» **Your objective**
The word "upstream" occurs in some lines of the listing. Copy those lines.

» **Recorded information**
// apps/kernel-server/src/server/proxy.rs
// Purpose: Reverse-proxies /trigger, /simulate/*, /mcp/tools to the external
// orchestration collaborator, stripping any upstream CORS headers so the
// browser observes only this gateway's CORS policy (spec.md §4.10, §6).
// Architecture: API layer
// Dependencies: reqwest

use axum::{
    body::Bytes,
    extract::{OriginalUri, State},
    http::{HeaderMap, HeaderName, HeaderValue, StatusCode},
    response::{IntoResponse, Response},
};
use std::sync::Arc;

use crate::server::auth::AuthorizedRequest;
use crate::server::AppState;

const STRIPPED_RESPONSE_HEADERS: &[&str] = &[
    "access-control-allow-origin",
    "access-control-allow-methods",
    "access-control-allow-headers",
    "access-control-allow-credentials",
    "access-control-expose-headers",
    "access-control-max-age",
];

pub async fn proxy_to_orchestrator(
    _auth: AuthorizedRequest,
    State(state): State<Arc<AppState>>,
    OriginalUri(uri): OriginalUri,
    method: axum::http::Method,
    body: Bytes,
) -> Response {
    let target = format!(
        "{}{}",
        state.config.external_orchestration_base_url.trim_end_matches('/'),
        uri.path_and_query().map(|p| p.as_str()).unwrap_or("")
    );

    let method = reqwest::Method::from_bytes(method.as_str().as_bytes())
        .unwrap_or(reqwest::Method::GET);

    let upstream = state
        .http_client
        .request(method, &target)
        .body(body)
        .send()
        .await;

    let upstream = match upstream {
        Ok(response) => response,
        Err(e) => {
            tracing::warn!("orchestration proxy failed: {}", e);
            return (
                StatusCode::BAD_GATEWAY,
                format!("upstream unavailable: {}", e),
            )
                .into_response();
        }
    };

    // reqwest 0.11 carries its own http 0.2 StatusCode, distinct from the
    // axum/http 1.0 type this handler returns; normalize through the integer.
    let status = StatusCode::from_u16(upstream.status().as_u16())
        .unwrap_or(StatusCode::BAD_GATEWAY);
    let mut headers = HeaderMap::new();
    for (name, value) in upstream.headers() {
        if STRIPPED_RESPONSE_HEADERS.contains(&name.as_str()) {
            continue;
        }
        let name = HeaderName::from_bytes(name.as_str().as_bytes());
        let value = HeaderValue::from_bytes(value.as_bytes());
        if let (Ok(name), Ok(value)) = (name, value) {
            headers.insert(name, value);
        }
    }

    let body = upstream.bytes().await.unwrap_or_default();
    (status, headers, body).into_response()
}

» **Written reply**
// orchestration collaborator, stripping any upstream CORS headers so the
    let upstream = state
    let upstream = match upstream {
                format!("upstream unavailable: {}", e),
    let status = StatusCode::from_u16(upstream.status().as_u16())
    for (name, value) in upstream.headers() {
    let body = upstream.bytes().await.unwrap_or_default();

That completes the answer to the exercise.